A medida considerou a ausência de qualquer solução habitacional ou assistencial às famílias atingidas. O plano derrubado pelo STF é apontado como um ato de violência institucional, marcado pela omissão das gestões do governador Renato Casagrande (PSB) e de Arnaldinho. Apesar das sucessivas audiências e pedidos da Defensoria Pública, nenhum ente federado apresentou soluções efetivas.
A decisão liminar foi referendada por unanimidade pela 2ª Turma do Supremo, e, no dia 9 de junho, Toffoli julgou parcialmente procedente a reclamação da Defensoria Pública do Estado (DPES). O ministro determinou que o juízo da 6ª Vara Cível de Vila Velha proferisse uma nova decisão, integrando concretamente à reintegração de posse medidas previstas na Arguição de Descumprimento de Preceito Fundamental (ADPF) 828, como reassentamento, cadastramento e ações de proteção social.
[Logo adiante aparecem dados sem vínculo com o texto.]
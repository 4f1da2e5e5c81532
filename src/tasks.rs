use crate::consts::{INTAKE_MAX_ATTEMPTS, INTAKE_RETRY_BASE_MILLIS, SEEN_EVENT_WINDOW};
use crate::reconciler::{handle_event, Reconciled};
use crate::store::EventStore;
use crate::telnyx_types::WebhookEnvelope;

use std::collections::{HashSet, VecDeque};
use std::sync::Arc;
use std::time::Duration;
use tokio::sync::mpsc;
use tokio::time::sleep;
use tracing::{debug, error, warn};
use uuid::Uuid;

/// A verified webhook delivery waiting to be applied to the store.
#[derive(Debug, Clone)]
pub struct IntakeJob {
    pub job_id: Uuid,
    pub envelope: WebhookEnvelope,
    pub attempt: u32,
}

impl IntakeJob {
    pub fn new(envelope: WebhookEnvelope) -> Self {
        Self {
            job_id: Uuid::new_v4(),
            envelope,
            attempt: 1,
        }
    }

    /// Provider event id; redeliveries of one event share it.
    fn idempotency_key(&self) -> Option<&str> {
        self.envelope.data.id.as_deref()
    }
}

/// Bounded memory of event ids that were already applied, plus the ids whose retry is
/// still waiting in the queue.
pub struct SeenEvents {
    capacity: usize,
    order: VecDeque<String>,
    ids: HashSet<String>,
    retrying: HashSet<String>,
}

impl SeenEvents {
    pub fn new(capacity: usize) -> Self {
        Self {
            capacity,
            order: VecDeque::with_capacity(capacity),
            ids: HashSet::with_capacity(capacity),
            retrying: HashSet::new(),
        }
    }

    pub fn contains(&self, id: &str) -> bool {
        self.ids.contains(id)
    }

    pub fn is_retrying(&self, id: &str) -> bool {
        self.retrying.contains(id)
    }

    pub fn mark_retrying(&mut self, id: &str) {
        self.retrying.insert(id.to_string());
    }

    pub fn clear_retrying(&mut self, id: &str) {
        self.retrying.remove(id);
    }

    /// Remembers `id`, forgetting the oldest one once the window is full.
    pub fn insert(&mut self, id: &str) {
        self.retrying.remove(id);
        if self.capacity == 0 || !self.ids.insert(id.to_string()) {
            return;
        }
        self.order.push_back(id.to_string());
        if self.order.len() > self.capacity {
            if let Some(oldest) = self.order.pop_front() {
                self.ids.remove(&oldest);
            }
        }
    }
}

#[derive(Debug, PartialEq, Eq)]
pub enum JobOutcome {
    Applied(Reconciled),
    Duplicate,
    Dropped,
    Retry(Duration),
}

fn backoff(attempt: u32) -> Duration {
    Duration::from_millis(INTAKE_RETRY_BASE_MILLIS << attempt.saturating_sub(1).min(10))
}

/// Runs one job against the store. Failures are logged here and never reach the provider.
/// A fresh delivery of an event whose retry is already queued counts as a duplicate; the queued
/// retry owns that event until it is applied or dropped.
pub async fn process_job(
    store: &dyn EventStore,
    seen: &mut SeenEvents,
    job: &IntakeJob,
) -> JobOutcome {
    if let Some(key) = job.idempotency_key() {
        if seen.contains(key) {
            debug!(event_id = key, job_id=%job.job_id, "already processed; skipping redelivery");
            return JobOutcome::Duplicate;
        }
        if job.attempt == 1 && seen.is_retrying(key) {
            debug!(event_id = key, job_id=%job.job_id, "retry pending; skipping redelivery");
            return JobOutcome::Duplicate;
        }
    }

    match handle_event(store, &job.envelope).await {
        Ok(reconciled) => {
            if let Some(key) = job.idempotency_key() {
                seen.insert(key);
            }
            debug!(job_id=%job.job_id, outcome=?reconciled, "webhook event applied");
            JobOutcome::Applied(reconciled)
        }
        Err(e) if e.is_retryable() && job.attempt < INTAKE_MAX_ATTEMPTS => {
            let delay = backoff(job.attempt);
            if let Some(key) = job.idempotency_key() {
                seen.mark_retrying(key);
            }
            warn!(error=%e, job_id=%job.job_id, attempt = job.attempt, ?delay, "webhook event failed; retrying");
            JobOutcome::Retry(delay)
        }
        Err(e) => {
            if let Some(key) = job.idempotency_key() {
                seen.clear_retrying(key);
            }
            error!(error=%e, job_id=%job.job_id, attempt = job.attempt, event_type=%job.envelope.data.event_type, "dropping webhook event");
            JobOutcome::Dropped
        }
    }
}

/// Task that drains the intake queue for the life of the process. Retries are re-queued after
/// their backoff so one slow event does not hold up the rest.
pub async fn process_webhook_events(
    mut intake_stream: mpsc::Receiver<IntakeJob>,
    intake_sink: mpsc::Sender<IntakeJob>,
    store: Arc<dyn EventStore>,
) {
    let mut seen = SeenEvents::new(SEEN_EVENT_WINDOW);
    while let Some(job) = intake_stream.recv().await {
        if let JobOutcome::Retry(delay) = process_job(store.as_ref(), &mut seen, &job).await {
            let sink = intake_sink.clone();
            let retry = IntakeJob {
                attempt: job.attempt + 1,
                ..job
            };
            tokio::spawn(async move {
                sleep(delay).await;
                if sink.send(retry).await.is_err() {
                    error!("intake queue closed before retry could be queued");
                }
            });
        }
    }
    debug!("intake queue closed");
}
A liminar considera que a remoção das famílias, da forma como havia sido determinada, representava uma violação direta ao direito à moradia e aos parâmetros legais estabelecidos pelo próprio STF durante a pandemia de Covid-19. De acordo com a Defensoria, o plano apresentado pelo município de Vila Velha e pelo Estado não contemplava qualquer medida concreta de reassentamento e previa apenas auxílio financeiro a cerca de 100 famílias em situação de pobreza, o que foi considerado insuficiente.
Segundo a Defensoria, mais de 800 famílias vivem nas ocupações Vale da Conquista e Vila Esperança desde 2017. Relatórios oficiais apontam 870 imóveis no local, com cerca de 400 residências ocupadas. A instituição relatou ausência de visita técnica para cadastramento das famílias e criticou a metodologia da Prefeitura de Vila Velha, que se recusou a adotar o CadÚnico como critério de vulnerabilidade, optando pelo Bolsa Família “sem qualquer justificativa”.

A ocupação surgiu como resposta à falta de acesso à moradia digna na região durante a gestão do então prefeito Rodney Miranda (Republicanos), em um terreno abandonado que, com o tempo, foi sendo transformado em um território vivo, produtivo e solidário. Os moradores construíram suas casas com recursos próprios, acreditando no decreto do ex-prefeito Max Filho (PSDB), de 2020, que declarou a área como de interesse social e possibilitou a desapropriação do terreno para fins habitacionais.
No entanto, em 2022, Arnaldinho Borgo revogou o decreto, cedendo às pressões do setor privado. Desde então, as tentativas de diálogo com a Prefeitura de Vila Velha e o Governo do Estado não avançaram para encontrar uma solução que garantisse o direito à moradia e a permanência das famílias no território.